While scientific minds have expressed concerns over the possibility that global warming will destroy valuable plant life that could terminate the existence of popular products like chocolate and coffee, recent studies have concluded that these drastic climate changes will not have an impact on the black market cocaine trade. No sir, not even Mother Nature has what it takes to snuff out the coca plant, which researchers maintain has the capacity to adapt to bizarre changes in climate for the sake of perseverance.
South American nations are expected to experience hotter and drier conditions by 2100, according to the latest United Nations report on climate change, with temperatures predicted to increase around 4 degrees Celsius. However, while this sweltering phenomenon could threaten the survival of other viable cash crops, scientists claim the coca bush will remain.
“Coca is kind of unique, because it’s got a very heavy wax cuticle, a layer on the leaves,” Charles Helling, a retired soil chemist for the US government whose position was rooted in drug war tactics, told The Daily Climate. “So that tends to protect it from water loss. It’s a pretty hardy shrub. It’s actually a lot hardier than a typical crop plant.”

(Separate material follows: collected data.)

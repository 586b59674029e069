//! The three-variant response every handler call produces.

use serde::de::DeserializeOwned;
use serde::{Deserialize, Serialize};
use serde_json::Value as JsonValue;

use crate::results::{QueryResult, ResultSet};

/// Outcome of one logical operation.
///
/// Serializes as `{"res": {"type": "data", "data": ...}}`,
/// `{"res": {"type": "message", "message": "..."}}` or
/// `{"res": {"type": "error", "error": {"message": "..."}}}`.
#[derive(Debug, Clone, PartialEq)]
pub enum ResponseEnvelope<T> {
    Data { payload: T },
    Message { text: String },
    Error { message: String },
}

impl<T> ResponseEnvelope<T> {
    #[must_use]
    pub fn is_error(&self) -> bool {
        matches!(self, ResponseEnvelope::Error { .. })
    }

    #[must_use]
    pub fn data(&self) -> Option<&T> {
        match self {
            ResponseEnvelope::Data { payload } => Some(payload),
            _ => None,
        }
    }

    #[must_use]
    pub fn message(&self) -> Option<&str> {
        match self {
            ResponseEnvelope::Message { text } => Some(text),
            _ => None,
        }
    }

    #[must_use]
    pub fn error(&self) -> Option<&str> {
        match self {
            ResponseEnvelope::Error { message } => Some(message),
            _ => None,
        }
    }

    pub(crate) fn from_outcome(outcome: Outcome<T>) -> Self {
        match outcome {
            Outcome::Data(payload) => ResponseEnvelope::Data { payload },
            Outcome::Message(text) => ResponseEnvelope::Message { text },
        }
    }
}

/// What a successful handler produced, before enveloping.
#[derive(Debug, Clone, PartialEq)]
pub enum Outcome<T> {
    Data(T),
    Message(String),
}

impl<T> Outcome<T> {
    pub fn data(payload: T) -> Self {
        Outcome::Data(payload)
    }

    pub fn message(text: impl Into<String>) -> Self {
        Outcome::Message(text.into())
    }
}

/// Shapes a handler's return value: text becomes a message, anything else data.
pub trait IntoOutcome {
    type Payload;

    fn into_outcome(self) -> Outcome<Self::Payload>;
}

impl<T> IntoOutcome for Outcome<T> {
    type Payload = T;

    fn into_outcome(self) -> Outcome<T> {
        self
    }
}

impl IntoOutcome for String {
    type Payload = JsonValue;

    fn into_outcome(self) -> Outcome<JsonValue> {
        Outcome::Message(self)
    }
}

impl IntoOutcome for &str {
    type Payload = JsonValue;

    fn into_outcome(self) -> Outcome<JsonValue> {
        Outcome::Message(self.to_owned())
    }
}

impl IntoOutcome for JsonValue {
    type Payload = JsonValue;

    fn into_outcome(self) -> Outcome<JsonValue> {
        match self {
            JsonValue::String(text) => Outcome::Message(text),
            other => Outcome::Data(other),
        }
    }
}

impl IntoOutcome for QueryResult {
    type Payload = QueryResult;

    fn into_outcome(self) -> Outcome<QueryResult> {
        Outcome::Data(self)
    }
}

impl IntoOutcome for ResultSet {
    type Payload = ResultSet;

    fn into_outcome(self) -> Outcome<ResultSet> {
        Outcome::Data(self)
    }
}

impl<T> IntoOutcome for Vec<T> {
    type Payload = Vec<T>;

    fn into_outcome(self) -> Outcome<Vec<T>> {
        Outcome::Data(self)
    }
}

impl IntoOutcome for () {
    type Payload = ();

    fn into_outcome(self) -> Outcome<()> {
        Outcome::Data(())
    }
}

#[derive(Serialize, Deserialize)]
struct ErrorBody {
    message: String,
}

#[derive(Serialize)]
#[serde(tag = "type", rename_all = "lowercase")]
enum WireRef<'a, T> {
    Data { data: &'a T },
    Message { message: &'a str },
    Error { error: ErrorBody },
}

#[derive(Deserialize)]
#[serde(tag = "type", rename_all = "lowercase")]
enum WireOwned<T> {
    Data { data: T },
    Message { message: String },
    Error { error: ErrorBody },
}

#[derive(Serialize)]
struct WrapRef<'a, T> {
    res: WireRef<'a, T>,
}

#[derive(Deserialize)]
struct WrapOwned<T> {
    res: WireOwned<T>,
}

impl<T: Serialize> Serialize for ResponseEnvelope<T> {
    fn serialize<S: serde::Serializer>(&self, serializer: S) -> Result<S::Ok, S::Error> {
        let res = match self {
            ResponseEnvelope::Data { payload } => WireRef::Data { data: payload },
            ResponseEnvelope::Message { text } => WireRef::Message { message: text },
            ResponseEnvelope::Error { message } => WireRef::Error {
                error: ErrorBody {
                    message: message.clone(),
                },
            },
        };
        WrapRef { res }.serialize(serializer)
    }
}

impl<'de, T: DeserializeOwned> Deserialize<'de> for ResponseEnvelope<T> {
    fn deserialize<D: serde::Deserializer<'de>>(deserializer: D) -> Result<Self, D::Error> {
        let wrap = WrapOwned::<T>::deserialize(deserializer)?;
        Ok(match wrap.res {
            WireOwned::Data { data } => ResponseEnvelope::Data { payload: data },
            WireOwned::Message { message } => ResponseEnvelope::Message { text: message },
            WireOwned::Error { error } => ResponseEnvelope::Error {
                message: error.message,
            },
        })
    }
}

It was not until recently that scientists understood the thick skin nature of the coca plant. This is because the majority of the research conducted over the past several decades has been to study methods to destroy, not sustain it. Preeta Bannerjee, a spokesperson for the UN Office on Drugs and Crime claims that while her department uses satellite imaging to study coca fields, “We don’t measure the impact on the environment.”
Researchers with the University of Texas say that after studying the Peruvian climate for nearly two decades, they have watched the coca plant adapt to thriving in around 20 inches of rainfall a year — three to four times less than other key coca areas. Even if the plant does succumb to harsh climate changes, coca farmers will simply cultivate a stronger variation of the plant and proceed with business as usual, said Helling.
Ultimately, by the time global warming puts an end to cocaine production in countries like Colombia, Peru and Bolivia, Helling says the world will have already suffered the loss of many legal crops that will put a bind on the population.